Nothing in the records should differ when they are repeated. Restate them word for word.

──────── Material supplied ────────

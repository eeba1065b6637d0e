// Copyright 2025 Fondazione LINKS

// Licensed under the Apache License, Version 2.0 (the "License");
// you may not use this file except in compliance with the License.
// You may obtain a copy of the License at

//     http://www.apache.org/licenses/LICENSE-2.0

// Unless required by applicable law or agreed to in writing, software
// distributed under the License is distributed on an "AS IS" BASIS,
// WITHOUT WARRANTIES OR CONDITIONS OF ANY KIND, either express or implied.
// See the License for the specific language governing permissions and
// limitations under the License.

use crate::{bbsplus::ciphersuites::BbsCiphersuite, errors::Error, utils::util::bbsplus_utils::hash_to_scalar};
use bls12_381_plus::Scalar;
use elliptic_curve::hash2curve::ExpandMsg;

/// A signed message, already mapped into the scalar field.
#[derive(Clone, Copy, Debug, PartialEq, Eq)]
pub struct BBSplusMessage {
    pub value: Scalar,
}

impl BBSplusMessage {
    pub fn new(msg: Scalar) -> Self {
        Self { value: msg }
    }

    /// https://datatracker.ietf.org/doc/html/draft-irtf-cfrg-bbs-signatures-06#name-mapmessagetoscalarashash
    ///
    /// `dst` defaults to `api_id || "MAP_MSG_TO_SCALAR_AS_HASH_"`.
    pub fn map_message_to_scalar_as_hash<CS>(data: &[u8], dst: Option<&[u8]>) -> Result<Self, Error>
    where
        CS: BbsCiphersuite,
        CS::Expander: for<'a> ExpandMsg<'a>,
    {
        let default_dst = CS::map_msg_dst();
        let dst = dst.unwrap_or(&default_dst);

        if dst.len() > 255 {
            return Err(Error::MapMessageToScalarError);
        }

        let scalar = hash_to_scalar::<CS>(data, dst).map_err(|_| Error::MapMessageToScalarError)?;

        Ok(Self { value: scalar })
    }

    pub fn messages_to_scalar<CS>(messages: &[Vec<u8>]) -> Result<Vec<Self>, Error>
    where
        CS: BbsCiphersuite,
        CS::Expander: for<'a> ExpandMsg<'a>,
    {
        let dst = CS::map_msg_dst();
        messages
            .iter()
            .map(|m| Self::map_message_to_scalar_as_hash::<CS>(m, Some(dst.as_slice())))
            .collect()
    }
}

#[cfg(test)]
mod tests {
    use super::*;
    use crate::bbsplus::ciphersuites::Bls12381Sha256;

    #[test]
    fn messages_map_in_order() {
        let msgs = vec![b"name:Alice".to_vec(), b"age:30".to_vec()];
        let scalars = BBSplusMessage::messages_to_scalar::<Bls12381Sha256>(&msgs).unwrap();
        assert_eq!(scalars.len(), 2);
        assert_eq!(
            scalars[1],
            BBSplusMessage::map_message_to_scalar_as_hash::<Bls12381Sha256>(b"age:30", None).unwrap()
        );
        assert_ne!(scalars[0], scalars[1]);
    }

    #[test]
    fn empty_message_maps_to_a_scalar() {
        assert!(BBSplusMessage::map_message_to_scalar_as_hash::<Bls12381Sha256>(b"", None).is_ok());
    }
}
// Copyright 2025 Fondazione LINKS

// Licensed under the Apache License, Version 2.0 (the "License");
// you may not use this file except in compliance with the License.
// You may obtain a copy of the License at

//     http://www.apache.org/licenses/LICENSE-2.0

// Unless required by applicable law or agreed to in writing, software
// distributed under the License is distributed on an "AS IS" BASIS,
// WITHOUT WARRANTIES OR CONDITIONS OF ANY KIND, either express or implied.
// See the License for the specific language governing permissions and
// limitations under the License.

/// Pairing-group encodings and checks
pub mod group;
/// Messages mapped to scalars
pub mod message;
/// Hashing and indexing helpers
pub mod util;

────────

> [Answer to the problem]:
repository eeba1065b6637d0e
// Copyright 2025 Fondazione LINKS

// Licensed under the Apache License, Version 2.0 (the "License");
// you may not use this file except in compliance with the License.
// You may obtain a copy of the License at

//     http://www.apache.org/licenses/LICENSE-2.0

// Unless required by applicable law or agreed to in writing, software
// distributed under the License is distributed on an "AS IS" BASIS,
// WITHOUT WARRANTIES OR CONDITIONS OF ANY KIND, either express or implied.
// See the License for the specific language governing permissions and
// limitations under the License.

use crate::{bbsplus::ciphersuites::BbsCiphersuite, errors::Error, utils::util::bbsplus_utils::hash_to_scalar};
use bls12_381_plus::Scalar;
use elliptic_curve::hash2curve::ExpandMsg;

/// A signed message, already mapped into the scalar field.
#[derive(Clone, Copy, Debug, PartialEq, Eq)]
pub struct BBSplusMessage {
    pub value: Scalar,
}

impl BBSplusMessage {
    pub fn new(msg: Scalar) -> Self {
        Self { value: msg }
    }

    /// https://datatracker.ietf.org/doc/html/draft-irtf-cfrg-bbs-signatures-06#name-mapmessagetoscalarashash
    ///
    /// `dst` defaults to `api_id || "MAP_MSG_TO_SCALAR_AS_HASH_"`.
    pub fn map_message_to_scalar_as_hash<CS>(data: &[u8], dst: Option<&[u8]>) -> Result<Self, Error>
    where
        CS: BbsCiphersuite,
        CS::Expander: for<'a> ExpandMsg<'a>,
    {
        let default_dst = CS::map_msg_dst();
        let dst = dst.unwrap_or(&default_dst);

        if dst.len() > 255 {
            return Err(Error::MapMessageToScalarError);
        }

        let scalar = hash_to_scalar::<CS>(data, dst).map_err(|_| Error::MapMessageToScalarError)?;

        Ok(Self { value: scalar })
    }

    pub fn messages_to_scalar<CS>(messages: &[Vec<u8>]) -> Result<Vec<Self>, Error>
    where
        CS: BbsCiphersuite,
        CS::Expander: for<'a> ExpandMsg<'a>,
    {
        let dst = CS::map_msg_dst();
        messages
            .iter()
            .map(|m| Self::map_message_to_scalar_as_hash::<CS>(m, Some(dst.as_slice())))
            .collect()
    }
}

#[cfg(test)]
mod tests {
    use super::*;
    use crate::bbsplus::ciphersuites::Bls12381Sha256;

    #[test]
    fn messages_map_in_order() {
        let msgs = vec![b"name:Alice".to_vec(), b"age:30".to_vec()];
        let scalars = BBSplusMessage::messages_to_scalar::<Bls12381Sha256>(&msgs).unwrap();
        assert_eq!(scalars.len(), 2);
        assert_eq!(
            scalars[1],
            BBSplusMessage::map_message_to_scalar_as_hash::<Bls12381Sha256>(b"age:30", None).unwrap()
        );
        assert_ne!(scalars[0], scalars[1]);
    }

    #[test]
    fn empty_message_maps_to_a_scalar() {
        assert!(BBSplusMessage::map_message_to_scalar_as_hash::<Bls12381Sha256>(b"", None).is_ok());
    }
}
// Copyright 2025 Fondazione LINKS

// Licensed under the Apache License, Version 2.0 (the "License");
// you may not use this file except in compliance with the License.
// You may obtain a copy of the License at

//     http://www.apache.org/licenses/LICENSE-2.0

// Unless required by applicable law or agreed to in writing, software
// distributed under the License is distributed on an "AS IS" BASIS,
// WITHOUT WARRANTIES OR CONDITIONS OF ANY KIND, either express or implied.
// See the License for the specific language governing permissions and
// limitations under the License.

/// Pairing-group encodings and checks
pub mod group;
/// Messages mapped to scalars
pub mod message;
/// Hashing and indexing helpers
pub mod util;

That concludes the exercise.